The invention considers the factors of time delay, energy consumption, resource allocation and the like, and the result shows that: the MEC server resource is reasonably configured to be 30 GHz; the advanced computing task preferentially processes the strategy and optimally distributes computing resources, so that the time delay and the energy consumption are low; the cloud-edge collaborative unloading strategy and resource allocation optimization method are superior to other comparison models in time delay, energy consumption and energy efficiency, and the scheme can be used for realizing cloud-edge collaborative unloading strategy and resource allocation optimization more effectively according to different user equipment numbers and calculation task quantity scenes.
The preferred embodiment of the invention also discloses an electronic device comprising a memory, a processor and a computer program stored on the memory and executable on the processor, which processor implements the steps of the method described in the above embodiments when executing the program.
The preferred embodiment of the present invention also discloses a computer-readable storage medium having stored thereon a computer program which, when executed by a processor, implements the steps of the method described in the above embodiments.
It will be appreciated by those skilled in the art that embodiments of the present application may be provided as a method, system, or computer program product. Accordingly, the present application may take the form of an entirely hardware embodiment, an entirely software embodiment or an embodiment combining software and hardware aspects. Furthermore, the present application may take the form of a computer program product embodied on one or more computer-usable storage media (including, but not limited to, disk storage, CD-ROM, optical storage, and the like) having computer-usable program code embodied therein.
The present application is described with reference to flowchart illustrations and/or block diagrams of methods, apparatus (systems) and computer program products according to embodiments of the application. It will be understood that each flow and/or block of the flowchart illustrations and/or block diagrams, and combinations of flows and/or blocks in the flowchart illustrations and/or block diagrams, can be implemented by computer program instructions. These computer program instructions may be provided to a processor of a general purpose computer, special purpose computer, embedded processor, or other programmable data processing apparatus to produce a machine, such that the instructions, which execute via the processor of the computer or other programmable data processing apparatus, create means for implementing the functions specified in the flowchart flow or flows and/or block diagram block or blocks.
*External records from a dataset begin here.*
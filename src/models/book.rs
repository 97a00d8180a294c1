use serde::{Deserialize, Serialize};

fn default_rating() -> f32 {
    0.0
}

/// A catalog entry as stored in the book store.
///
/// Empty strings stand for absent text fields and a rating of 0.0 stands
/// for an unrated book, matching the catalog's storage conventions.
#[derive(Debug, Clone, PartialEq, Serialize, Deserialize, sqlx::FromRow)]
pub struct BookRecord {
    pub id: i64,
    pub title: String,
    pub author: String,
    #[serde(default)]
    pub synopsis: String,
    #[serde(default)]
    pub genre: String,
    #[serde(default = "default_rating")]
    pub rating: f32,
    #[serde(default)]
    pub cover_url: Option<String>,
    #[serde(default)]
    pub publisher: Option<String>,
    #[serde(default)]
    pub published_date: Option<String>,
    #[serde(default)]
    pub date_added: Option<String>,
}

impl BookRecord {
    pub fn has_synopsis(&self) -> bool {
        !self.synopsis.trim().is_empty()
    }
}

/// A book joined with the similarity score that surfaced it.
#[derive(Debug, Clone, Serialize, Deserialize)]
pub struct ScoredBook {
    #[serde(flatten)]
    pub book: BookRecord,
    pub similarity_score: f32,
    /// `round(similarity * 100)`, for display.
    pub match_percentage: i32,
}

/// A book surfaced by the personalized ranking, with its accumulated score.
#[derive(Debug, Clone, Serialize, Deserialize)]
pub struct RecommendedBook {
    #[serde(flatten)]
    pub book: BookRecord,
    pub recommendation_score: f32,
    #[serde(default)]
    pub genre_match: bool,
}
impl RecommendationService {
    pub fn new(
        store: Arc<dyn BookStore>,
        generator: Arc<EmbeddingGenerator>,
        genres: Arc<GenreClassifier>,
        settings: RecommendationSettings,
    ) -> Self {
        Self {
            store,
            generator,
            genres,
            similarity: SimilarityEngine::new(),
            settings,
            index: RwLock::new(HashMap::new()),
        }
    }

    /// Restore the embedding index from the store's per-id mirror table.
    pub async fn load_index(&self) -> Result<usize> {
        let embeddings = self.store.load_embeddings().await?;
        let count = embeddings.len();
        if let Ok(mut index) = self.index.write() {
            *index = embeddings;
        }
        info!("Loaded {} book embeddings into the index", count);
        Ok(count)
    }

    /// Re-embed the catalog and swap in the fresh index. Unchanged books are
    /// served from the vector cache, but the whole store is re-scanned.
    pub async fn rebuild_index(&self) -> Result<usize> {
        let embeddings = self.generator.embed_all(self.store.as_ref()).await?;
        let count = embeddings.len();
        if let Ok(mut index) = self.index.write() {
            *index = embeddings;
        }
        info!("Rebuilt embedding index with {} entries", count);
        Ok(count)
    }

    pub fn index_len(&self) -> usize {
        self.index.read().map(|i| i.len()).unwrap_or(0)
    }

    /// Books most similar to a catalog entry, joined for display with a
    /// 0-100 match percentage. An unindexed book yields an empty list.
    pub async fn recommend_similar(&self, book_id: i64, top_k: usize) -> Result<Vec<ScoredBook>> {
        let hits = {
            let index = self
                .index
                .read()
                .map_err(|_| crate::error::ApiError::InternalError("index lock poisoned".into()))?;
            self.similarity.find_similar(
                book_id,
                &index,
                top_k,
                self.settings.similar_min_similarity,
            )?
        };

        self.join_scored(hits).await
    }

    /// Books closest to a free-text description built from any combination
    /// of title, author, genre and synopsis. All indexed books participate,
    /// with no similarity floor; a query with no usable text is empty input,
    /// not an error.
    pub async fn find_similar_to_text(
        &self,
        title: &str,
        author: &str,
        genre: &str,
        synopsis: &str,
        top_k: usize,
    ) -> Result<Vec<ScoredBook>> {
        if [title, author, genre, synopsis]
            .iter()
            .all(|f| f.trim().is_empty())
        {
            return Ok(Vec::new());
        }

        let query = self
            .generator
            .embed_text(title, author, genre, synopsis)
            .await?;

        let hits = {
            let index = self
                .index
                .read()
                .map_err(|_| crate::error::ApiError::InternalError("index lock poisoned".into()))?;
            self.similarity.rank_against(&query, &index, top_k)?
        };

        self.join_scored(hits).await
    }

    async fn join_scored(&self, hits: Vec<SimilarityResult>) -> Result<Vec<ScoredBook>> {
        let books =
            future::try_join_all(hits.iter().map(|hit| self.store.get_book(hit.book_id))).await?;

        let mut results = Vec::with_capacity(hits.len());
        for (hit, book) in hits.iter().zip(books) {
            match book {
                Some(book) => results.push(ScoredBook {
                    book,
                    similarity_score: hit.score,
                    match_percentage: (hit.score * 100.0).round() as i32,
                }),
                None => debug!("Indexed book {} no longer in store, skipping", hit.book_id),
            }
        }

        Ok(results)
    }

    /// Personalized picks from signed ratings.
    ///
    /// Liked books (rating >= 4) seed the candidate pool; a candidate's
    /// similarity accumulates additively across liked seeds, so a book close
    /// to several liked books outranks one close to a single seed. Disliked
    /// books (rating <= 2) soften scores of candidates already in the pool
    /// but never remove them. Ratings in (2, 4) are neutral. With no liked
    /// books the popular list is returned unchanged.
    pub async fn recommend_personalized(
        &self,
        ratings: &BTreeMap<i64, f32>,
        top_k: usize,
        preferred_genres: &[String],
    ) -> Result<PersonalizedResponse> {
        let analysis = if ratings.is_empty() {
            None
        } else {
            Some(self.analyze_preferences(ratings).await?)
        };

        let liked: Vec<i64> = ratings
            .iter()
            .filter(|(_, &r)| r >= 4.0)
            .map(|(&id, _)| id)
            .collect();
        let disliked: Vec<i64> = ratings
            .iter()
            .filter(|(_, &r)| r <= 2.0)
            .map(|(&id, _)| id)
            .collect();

        if liked.is_empty() {
            debug!("No liked books in ratings, falling back to popular");
            let recommendations = self
                .recommend_popular(top_k)
                .await?
                .into_iter()
                .map(|book| RecommendedBook {
                    recommendation_score: book.rating,
                    genre_match: false,
                    book,
                })
                .collect();
            return Ok(PersonalizedResponse {
                analysis,
                recommendations,
            });
        }

        let mut scores: HashMap<i64, f32> = HashMap::new();
        {
            let index = self
                .index
                .read()
                .map_err(|_| crate::error::ApiError::InternalError("index lock poisoned".into()))?;

            for &liked_id in liked.iter().take(self.settings.max_liked_seeds) {
                let hits = self.similarity.find_similar(
                    liked_id,
                    &index,
                    top_k * 3,
                    self.settings.liked_min_similarity,
                )?;
                for hit in hits {
                    if ratings.contains_key(&hit.book_id) {
                        continue;
                    }
                    *scores.entry(hit.book_id).or_insert(0.0) += hit.score;
                }
            }

            for &disliked_id in disliked.iter().take(self.settings.max_disliked_seeds) {
                let hits = self.similarity.find_similar(
                    disliked_id,
                    &index,
                    top_k * 2,
                    self.settings.disliked_min_similarity,
                )?;
                for hit in hits {
                    if let Some(score) = scores.get_mut(&hit.book_id) {
                        *score -= self.settings.dislike_penalty * hit.score;
                    }
                }
            }
        }

        let mut ranked: Vec<(i64, f32)> = scores.into_iter().collect();
        ranked.sort_by(|a, b| {
            b.1.partial_cmp(&a.1)
                .unwrap_or(std::cmp::Ordering::Equal)
                .then_with(|| a.0.cmp(&b.0))
        });
        ranked.truncate(top_k);

        let mut recommendations = Vec::with_capacity(ranked.len());
        for (book_id, score) in ranked {
            let Some(book) = self.store.get_book(book_id).await? else {
                debug!("Ranked book {} no longer in store, skipping", book_id);
                continue;
            };

            let mut recommendation_score = score;
            let mut genre_match = false;
            if !book.genre.is_empty() {
                let book_genre = book.genre.to_lowercase();
                for preferred in preferred_genres {
                    if book_genre.contains(&preferred.to_lowercase()) {
                        recommendation_score += self.settings.genre_boost;
                        genre_match = true;
                        break;
                    }
                }
            }

            recommendations.push(RecommendedBook {
                book,
                recommendation_score,
                genre_match,
            });
        }

        Ok(PersonalizedResponse {
            analysis,
            recommendations,
        })
    }

    /// Summarize a user's taste from their ratings: liked/disliked counts,
    /// most-rated genres and authors, and average stored ratings.
    pub async fn analyze_preferences(
        &self,
        ratings: &BTreeMap<i64, f32>,
    ) -> Result<PreferenceAnalysis> {
        let mut liked_ratings = Vec::new();
        let mut disliked_ratings = Vec::new();
        let mut genre_counts: HashMap<String, usize> = HashMap::new();
        let mut author_counts: HashMap<String, usize> = HashMap::new();

        for (&book_id, &user_rating) in ratings {
            let Some(book) = self.store.get_book(book_id).await? else {
                continue;
            };

            if user_rating >= 4.0 {
                liked_ratings.push(book.rating);
            } else if user_rating <= 2.0 {
                disliked_ratings.push(book.rating);
            }

            if !book.genre.is_empty() {
                *genre_counts.entry(book.genre.clone()).or_insert(0) += 1;
            }
            if !book.author.is_empty() {
                *author_counts.entry(book.author.clone()).or_insert(0) += 1;
            }
        }

        let favorite_genres = top_counts(genre_counts, 3);
        let favorite_authors = top_counts(author_counts, 3);

        Ok(PreferenceAnalysis {
            total_ratings: ratings.len(),
            liked_books: liked_ratings.len(),
            disliked_books: disliked_ratings.len(),
            preferred_genres: favorite_genres.iter().map(|c| c.label.clone()).collect(),
            preferred_authors: favorite_authors.iter().map(|c| c.label.clone()).collect(),
            favorite_genres,
            favorite_authors,
            avg_liked_rating: average(&liked_ratings),
            avg_disliked_rating: average(&disliked_ratings),
        })
    }

    /// Best-rated books, most recent first among equals. A pure store query
    /// with no embeddings involved; this is the degradation target for every
    /// path that loses its model.
    pub async fn recommend_popular(&self, top_k: usize) -> Result<Vec<BookRecord>> {
        self.store.popular_books(top_k).await
    }

    /// Rank indexed books by similarity of their embedding to the genre
    /// label's own embedding. Degrades to a substring match on the stored
    /// genre field when no embeddings exist or the encoder is unavailable.
    pub async fn recommend_by_genre(&self, genre: &str, top_k: usize) -> Result<Vec<ScoredBook>> {
        if self.index_len() == 0 {
            debug!("Embedding index empty, using stored-genre lookup for '{}'", genre);
            return self.genre_fallback(genre, top_k).await;
        }

        let genre_embedding = match self.genres.embed_genre(genre).await {
            Ok(embedding) => embedding,
            Err(e) => {
                warn!(
                    "Could not embed genre '{}' ({}), using stored-genre lookup",
                    genre, e
                );
                return self.genre_fallback(genre, top_k).await;
            }
        };

        let hits = {
            let index = self
                .index
                .read()
                .map_err(|_| crate::error::ApiError::InternalError("index lock poisoned".into()))?;
            self.similarity.rank_against(&genre_embedding, &index, top_k)?
        };

        self.join_scored(hits).await
    }

    async fn genre_fallback(&self, genre: &str, top_k: usize) -> Result<Vec<ScoredBook>> {
        let books = self.store.books_by_genre_like(genre, top_k).await?;
        Ok(books
            .into_iter()
            .map(|book| ScoredBook {
                book,
                similarity_score: 0.0,
                match_percentage: 0,
            })
            .collect())
    }

    /// Classify every record with a synopsis and write the suggested genre
    /// back to the store. Returns how many records were updated.
    pub async fn auto_classify_genres(&self) -> Result<usize> {
        let books = self.store.all_books(true).await?;
        let mut updated = 0;

        for book in &books {
            let classification = self.genres.classify_book(book);
            if classification.primary_genre == UNKNOWN_GENRE {
                continue;
            }
            self.store
                .update_genre(book.id, &classification.suggested_genre)
                .await?;
            updated += 1;
        }

        info!("Updated genres for {} of {} books", updated, books.len());
        Ok(updated)
    }

    /// Classifier-derived genre distribution over every record with a
    /// synopsis: occurrence counts per detected genre (a book counts toward
    /// all of its detected genres, not just the primary), the ten most
    /// common, and the average stored rating per genre over rated books.
    pub async fn analyze_library_genres(&self) -> Result<GenreAnalysis> {
        let books = self.store.all_books(true).await?;

        let mut distribution: HashMap<String, usize> = HashMap::new();
        let mut rating_sums: HashMap<String, (f32, usize)> = HashMap::new();

        for book in &books {
            let classification = self.genres.classify_book(book);
            for genre in &classification.all_genres {
                *distribution.entry(genre.clone()).or_insert(0) += 1;
                if book.rating > 0.0 {
                    let entry = rating_sums.entry(genre.clone()).or_insert((0.0, 0));
                    entry.0 += book.rating;
                    entry.1 += 1;
                }
            }
        }

        let avg_rating_by_genre = rating_sums
            .into_iter()
            .map(|(genre, (total, count))| (genre, total / count as f32))
            .collect();
        let unique_genres = distribution.len();

        Ok(GenreAnalysis {
            total_books: books.len(),
            top_genres: top_counts(distribution.clone(), 10),
            genre_distribution: distribution,
            avg_rating_by_genre,
            unique_genres,
        })
    }

    pub fn store(&self) -> &dyn BookStore {
        self.store.as_ref()
    }
}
These computer program instructions may also be stored in a computer-readable memory that can direct a computer or other programmable data processing apparatus to function in a particular manner, such that the instructions stored in the computer-readable memory produce an article of manufacture including instruction means which implement the function specified in the flowchart flow or flows and/or block diagram block or blocks.
These computer program instructions may also be loaded onto a computer or other programmable data processing apparatus to cause a series of operational steps to be performed on the computer or other programmable apparatus to produce a computer implemented process such that the instructions which execute on the computer or other programmable apparatus provide steps for implementing the functions specified in the flowchart flow or flows and/or block diagram block or blocks.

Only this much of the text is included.